Docking with Tiangong space station
- Docking port: Tianhe aft
- Docking date: 15 November 2024, 18:32 UTC
- Undocking date: 8 July 2025, 07:09 UTC
- Time docked: 234 days, 12 hours, 37 minutes

= Tianzhou 8 =

2024 Chinese resupply spaceflight

Tianzhou 8 (天舟八号) was the eighth mission of the Tianzhou-class uncrewed cargo spacecraft, and the seventh resupply mission to the Tiangong space station. Like previous Tianzhou missions, the spacecraft was launched from the Wenchang Satellite Launch Center in Hainan, China on a Long March 7 rocket.

==Mission history==
Tianzhou 8 was launched on November 15, 2024, successfully docking with Tiangong after a three-hour flight.

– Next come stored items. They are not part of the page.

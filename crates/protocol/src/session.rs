//! Newline-delimited messages exchanged with a long-lived `session` process.

use serde::{Deserialize, Serialize};

/// Session message status announcing the helper is connected and ready.
pub const STATUS_READY: &str = "ready";
/// Session message status of a successful request.
pub const STATUS_OK: &str = "ok";
/// Session message status of a recoverable, request-scoped failure.
pub const STATUS_ERROR: &str = "error";
/// Session message status announcing the helper is shutting down.
pub const STATUS_CLOSING: &str = "closing";

/// A request written to a session process's stdin, one JSON object per line.
#[derive(Debug, Clone, Serialize)]
#[serde(tag = "type", rename_all = "snake_case")]
pub enum SessionRequest {
    Command { command: String, action: String },
    Power { action: String },
    Close,
}

/// A response line read from a session process's stdout.
///
/// Besides the operation fields, `error`, `message` and `fatal` drive the
/// protocol-level decision of whether a failure is scoped to the request
/// or invalidates the whole session.
#[derive(Debug, Clone, Deserialize)]
pub struct SessionMessage {
    pub status: String,
    #[serde(rename = "type")]
    pub kind: Option<String>,
    pub identifier: Option<String>,
    pub command: Option<String>,
    pub action: Option<String>,
    pub power: Option<String>,
    pub power_state: Option<String>,
    pub error: Option<String>,
    pub message: Option<String>,
    pub fatal: Option<bool>,
    pub mock: Option<bool>,
    pub name: Option<String>,
}

impl SessionMessage {
    pub fn is_ready(&self) -> bool {
        self.status == STATUS_READY
    }

    pub fn is_ok(&self) -> bool {
        self.status == STATUS_OK
    }

    /// Whether this message invalidates the whole session rather than the
    /// in-flight request.
    pub fn is_session_fatal(&self) -> bool {
        self.fatal == Some(true) || self.status == STATUS_CLOSING
    }

    /// Human-readable failure reason, preferring `error` over `message`.
    pub fn failure_reason(&self) -> Option<&str> {
        self.error.as_deref().or(self.message.as_deref())
    }
}
//! Wire types for the pybridge helper protocol.
//!
//! This crate contains the serde-serializable types exchanged with the
//! python helper over its JSON interfaces: scan results on stdout of
//! one-shot invocations, and newline-delimited session messages on the
//! stdin/stdout pipes of long-lived `session` and interactive `pair`
//! processes. Field names match the helper's snake_case JSON exactly.
//!
//! Types here are pure data; the process and session machinery lives in
//! `atmo-bridge`.

pub mod commands;
pub mod device;
pub mod responses;
pub mod session;

pub use commands::*;
pub use device::*;
pub use responses::*;
pub use session::*;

Like all Tianzhou craft since Tianzhou 6, Tianzhou 8 stayed docked to Tiangong for around 9 months before being deorbited on July 8, 2025 to make room for the next supply mission.

==Payload==
Tianzhou 8 delivered 6,000 kg of supplies and materials to Tiangong, 102 kg more mass than its predecessor Tianzhou 7. The cargo includes various bricks made from lunar regolith simulant, which will be deployed on external racks outside Tiangong for up to three years before being returned to the earth for analysis.